Jethro was born in 1732 or 1733 though his birthplace is unknown. Jones appeared in 1758-59 in Medway on a list of inhabitant soldiers in the French and Indian Wars. There are some uncertainties about whether he lived exclusively in Medway during the early 1760s as three enlistment documents from 1761, 1762 and 1763 have his respective residences as Medfield, Medway and Medford. On poll tax lists he next appears in Wrentham from 1764-1766.
On May 2, 1767 he married Judith (Juda) King in Wrentham. They went on to have 5 children together and lived in Holliston according to tax records in 1771. This tax record stands out as Sambo Freeman (from our Spotlight post last week) was also listed in Holliston at that time. Sambo was also noted to be a tool and plane maker more senior than Jethro. Jethro name appears in Wrentham, Medway, and Holliston records underneath Sambo’s name. Sambo is listed with acreage, a house with a shop, and farm income while Jethro does not. Jethro does have a cow and a pig and was probably living with Sambo and using his shop as evidence of his planes marked I /Iones / Living In /Holliston. Planes from his time in Medway and Wrentham are also marked this way. Jethro used his planes to make ornate moldings.

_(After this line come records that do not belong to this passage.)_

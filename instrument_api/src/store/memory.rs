//! Process-local [`InstrumentStore`] used by tests and the CLI's `--memory` mode.
//!
//! Behaves like the REST backend as far as the client can tell: ids are
//! assigned from 1 upward, payloads are validated, ISINs are unique, LIST
//! filters with the shared [`matches_filters`] and pages with `offset`/`limit`.

use std::{
    collections::BTreeMap,
    sync::{Mutex, MutexGuard, PoisonError},
};

use async_trait::async_trait;
use chrono::Utc;
use tracing::debug;

use crate::{
    errors::{StoreError, StoreResult},
    models::{
        enums::InstrumentType,
        instrument::{Instrument, InstrumentId, InstrumentPatch, NewInstrument},
        list_filter::{ListFilter, MAX_LIMIT},
    },
    query::matches_filters,
    store::InstrumentStore,
    validation::{validate_new, validate_patch},
};

#[derive(Debug)]
struct Inner {
    rows: BTreeMap<InstrumentId, Instrument>,
    next_id: i64,
}

/// In-memory instrument table.
#[derive(Debug)]
pub struct InMemoryStore {
    inner: Mutex<Inner>,
}

impl Default for InMemoryStore {
    fn default() -> Self {
        Self::new()
    }
}

impl InMemoryStore {
    pub fn new() -> Self {
        Self {
            inner: Mutex::new(Inner {
                rows: BTreeMap::new(),
                next_id: 1,
            }),
        }
    }

    /// A store pre-populated with a handful of well-known instruments.
    pub fn with_demo_data() -> Self {
        let store = Self::new();
        {
            let mut inner = store.lock();
            for dto in demo_instruments() {
                insert_row(&mut inner, dto);
            }
        }
        store
    }

    /// Number of stored rows.
    pub fn len(&self) -> usize {
        self.lock().rows.len()
    }

    pub fn is_empty(&self) -> bool {
        self.len() == 0
    }

    /// Every row, ordered by id. Test helper, bypasses the async API.
    pub fn rows(&self) -> Vec<Instrument> {
        self.lock().rows.values().cloned().collect()
    }

    fn lock(&self) -> MutexGuard<'_, Inner> {
        // A panic mid-write leaves no partial row behind, so the data is still usable.
        self.inner.lock().unwrap_or_else(PoisonError::into_inner)
    }
}

fn insert_row(inner: &mut Inner, dto: NewInstrument) -> Instrument {
    let id = InstrumentId(inner.next_id);
    inner.next_id += 1;
    let row = Instrument::speculative(id, &dto, Utc::now());
    inner.rows.insert(id, row.clone());
    row
}

fn isin_taken(inner: &Inner, isin: Option<&str>, except: Option<InstrumentId>) -> bool {
    let Some(isin) = isin else { return false };
    inner
        .rows
        .values()
        .any(|r| Some(r.id) != except && r.attrs.isin.as_deref() == Some(isin))
}

#[async_trait]
impl InstrumentStore for InMemoryStore {
    async fn list(&self, filter: &ListFilter) -> StoreResult<Vec<Instrument>> {
        let inner = self.lock();
        let limit = filter.limit.clamp(1, MAX_LIMIT) as usize;
        let rows: Vec<Instrument> = inner
            .rows
            .values()
            .filter(|r| {
                matches_filters(
                    r,
                    filter.instrument_type,
                    filter.sector.as_deref(),
                    filter.country.as_deref(),
                )
            })
            .skip(filter.offset as usize)
            .take(limit)
            .cloned()
            .collect();
        debug!(returned = rows.len(), "in-memory list");
        Ok(rows)
    }

    async fn get(&self, id: InstrumentId) -> StoreResult<Instrument> {
        self.lock().rows.get(&id).cloned().ok_or(StoreError::NotFound { id })
    }

    async fn create(&self, dto: &NewInstrument) -> StoreResult<Instrument> {
        validate_new(dto)?;
        let mut inner = self.lock();
        if isin_taken(&inner, dto.isin.as_deref(), None) {
            return Err(StoreError::validation(format!(
                "Instrument with ISIN {} already exists",
                dto.isin.as_deref().unwrap_or_default()
            )));
        }
        Ok(insert_row(&mut inner, dto.clone()))
    }

    async fn update(&self, id: InstrumentId, patch: &InstrumentPatch) -> StoreResult<Instrument> {
        validate_patch(patch)?;
        let mut inner = self.lock();
        let current = inner.rows.get(&id).ok_or(StoreError::NotFound { id })?;
        if isin_taken(&inner, patch.isin.as_deref(), Some(id)) {
            return Err(StoreError::validation(format!(
                "Instrument with ISIN {} already exists",
                patch.isin.as_deref().unwrap_or_default()
            )));
        }
        let next = current.merged(patch, Utc::now());
        inner.rows.insert(id, next.clone());
        Ok(next)
    }

    async fn delete(&self, id: InstrumentId) -> StoreResult<()> {
        self.lock()
            .rows
            .remove(&id)
            .map(|_| ())
            .ok_or(StoreError::NotFound { id })
    }
}

fn demo_instruments() -> Vec<NewInstrument> {
    let mut apple = NewInstrument::new("AAPL", "Apple Inc.", InstrumentType::Equity, "USD", "USD");
    apple.isin = Some("US0378331005".into());
    apple.sector = Some("Technology".into());
    apple.country = Some("US".into());
    apple.yahoo_symbol = Some("AAPL".into());
    apple.reuters_symbol = Some("AAPL.O".into());
    apple.last_price = Some(189.84);

    let mut nestle = NewInstrument::new("NESN", "Nestle S.A.", InstrumentType::Equity, "CHF", "CHF");
    nestle.isin = Some("CH0038863350".into());
    nestle.sector = Some("Consumer Staples".into());
    nestle.country = Some("CH".into());
    nestle.yahoo_symbol = Some("NESN.SW".into());
    nestle.last_price = Some(97.12);

    let mut tbond = NewInstrument::new("UST10Y", "US Treasury 10Y", InstrumentType::Bond, "USD", "USD");
    tbond.isin = Some("US91282CJJ18".into());
    tbond.sector = Some("Government".into());
    tbond.country = Some("US".into());
    tbond.interest_rate = Some(4.5);
    tbond.interest_period = Some(180);

    let mut spy = NewInstrument::new("SPY", "SPDR S&P 500 ETF Trust", InstrumentType::Etf, "USD", "USD");
    spy.isin = Some("US78462F1030".into());
    spy.sector = Some("Broad Market".into());
    spy.country = Some("US".into());
    spy.yahoo_symbol = Some("SPY".into());

    let mut es = NewInstrument::new("ESZ5", "E-mini S&P 500 Dec 2025", InstrumentType::Future, "USD", "USD");
    es.country = Some("US".into());
    es.contract_size = Some(50);
    es.initial_margin = Some(12_650.0);

    vec![apple, nestle, tbond, spy, es]
}

#[cfg(test)]
mod tests {
    use super::*;

    #[tokio::test]
    async fn demo_data_is_valid_and_unique() {
        let store = InMemoryStore::with_demo_data();
        assert_eq!(store.len(), 5);
        for row in store.rows() {
            assert!(validate_new(&row.attrs).is_ok(), "{} fails validation", row.attrs.short_name);
        }
        let first = store.get(InstrumentId(1)).await.unwrap();
        assert_eq!(first.attrs.short_name, "AAPL");
    }

    #[tokio::test]
    async fn list_pages_after_filtering() {
        let store = InMemoryStore::with_demo_data();
        let us = ListFilter {
            country: Some("US".into()),
            limit: 2,
            offset: 1,
            ..Default::default()
        };
        let got: Vec<i64> = store.list(&us).await.unwrap().iter().map(|r| r.id.0).collect();
        // US rows are ids 1, 3, 4, 5
        assert_eq!(got, vec![3, 4]);
    }
}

Jones listed into the Continental Army in May 1777 and served until Dec 1783 enlisting from Leicester, MA where he had moved sometime between 1772 and 1777. Jethro served in the Revolutionary War for six years and two months all but a month or two. In an enlistment document Jones is listed as age 45, black, 5’6”, and his occupation as a tool maker.
Jethro Jones then moved to Blandford, MA in 1790 where he spent the remainder of his life on farmland given to him by his son. He passed away on Jan 12, 1828 age the age of 95 or 96 and rests in the Jethro Jones Cemetery named for him. In the year 2000 the street that the Jones Cemetery is on (once called Negro Hill Rd) was renamed Jethro Jones Rd.
A plow plane made by Jethro Jones is in the Smithsonian National Museum of African American History & Culture in Washington DC.